I realize now that the memory stayed with me as an example of sound and fury signifying nothing. I made the mistake of equating loudness of suffering, including the belligerent husband’s, with clinical severity. His yelling intensified my concern for the wife, as it should have, but when we confirmed the wife’s bowels were working fine, at least as far as the CT could show, I made that experience my baseline without thinking it through. In that situation there was lots of yelling and no perf. Therefore, a real perf would evince more moaning and writhing and even louder yelling.

A psychologist would call that a reaction formation: my outsize anxiety about a non-existent abdominal perforation led me to believe that if an actual perf occurs the patient will have a lot of pain and be very agitated. This, I now know, is wrong.

If there’s one thing I should have learned in the hospital, it’s how little control—of the good or the bad—we really have. Dorothy is cured and going home. Mr. Hampton is getting Rituxan and I am worried that it will hurt him more than help, or at the very least land him in intensive care. Candace is a hard patient to manage, but of course I want her transplant to go well. And now Sheila, my learning opportunity, turns out to be a slow-motion medical emergency.

My phone rings. “Medical Oncology. Theresa.”

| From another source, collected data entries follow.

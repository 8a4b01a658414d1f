//! Application state - shared across all handlers.

use std::sync::Arc;

use blogicum_core::BlogService;
use blogicum_core::ports::{PasswordService, TokenService};
use blogicum_infra::{Argon2PasswordService, InMemoryBlogStore, JwtConfig, JwtTokenService};

use crate::config::AppConfig;
use crate::seed;

#[cfg(feature = "postgres")]
use blogicum_core::service::Repositories;
#[cfg(feature = "postgres")]
use blogicum_infra::DatabaseConnections;
#[cfg(feature = "postgres")]
use blogicum_infra::database::{
    PostgresCategoryRepository, PostgresCommentRepository, PostgresLocationRepository,
    PostgresPostRepository, PostgresUserRepository,
};

/// Shared application state.
#[derive(Clone)]
pub struct AppState {
    pub blog: BlogService,
    pub tokens: Arc<dyn TokenService>,
    pub passwords: Arc<dyn PasswordService>,
}

impl AppState {
    /// Build the state on PostgreSQL when configured and reachable, else on
    /// the in-memory store.
    pub async fn new(config: &AppConfig) -> Self {
        #[cfg(feature = "postgres")]
        let blog = match &config.database {
            Some(db_config) => match DatabaseConnections::init(db_config).await {
                Ok(connections) => BlogService::new(postgres_repositories(&connections)),
                Err(e) => {
                    tracing::error!(
                        "Failed to connect to database: {}. Using in-memory fallback.",
                        e
                    );
                    in_memory_blog()
                }
            },
            None => {
                tracing::warn!("DATABASE_URL not set. Running without database (in-memory mode).");
                in_memory_blog()
            }
        };

        #[cfg(not(feature = "postgres"))]
        let blog = {
            tracing::info!("Running without postgres feature - using in-memory store");
            in_memory_blog()
        };

        if config.seed_catalog {
            if let Err(e) = seed::seed(&blog, config.catalog_path.as_deref()).await {
                tracing::error!(error = %e, "Catalog seeding failed");
            }
        }

        tracing::info!("Application state initialized");

        Self::with_blog(blog, config.jwt.clone())
    }

    pub fn with_blog(blog: BlogService, jwt: JwtConfig) -> Self {
        Self {
            blog,
            tokens: Arc::new(JwtTokenService::new(jwt)),
            passwords: Arc::new(Argon2PasswordService::new()),
        }
    }
}

fn in_memory_blog() -> BlogService {
    BlogService::new(Arc::new(InMemoryBlogStore::new()).repositories())
}

#[cfg(feature = "postgres")]
fn postgres_repositories(connections: &DatabaseConnections) -> Repositories {
    let db = &connections.main;
    Repositories {
        users: Arc::new(PostgresUserRepository::new(db.clone())),
        categories: Arc::new(PostgresCategoryRepository::new(db.clone())),
        locations: Arc::new(PostgresLocationRepository::new(db.clone())),
        posts: Arc::new(PostgresPostRepository::new(db.clone())),
        comments: Arc::new(PostgresCommentRepository::new(db.clone())),
    }
}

It’s the intern. She’s already heard from the anxious radiologist. “Stop the Argatroban,” she tells me. She sounds scared or maybe, like me, she feels guilty for having no premonition about the perf. It’s not rational that some of us who work in health care expect ourselves to be omniscient.

“If we stop the Argatroban now it will take several hours to clear her body. They can’t operate until then.” She hangs up.

I slide my phone back into my pocket and wonder who’s going to tell Sheila this terrible news? Me? I would, but without any kind of plan in place I’d unnerve her without being able to list her options. I know very little about the surgery she will need.

My phone rings again. “Hey, it’s Peter. Are you taking care of Sheila Fields?”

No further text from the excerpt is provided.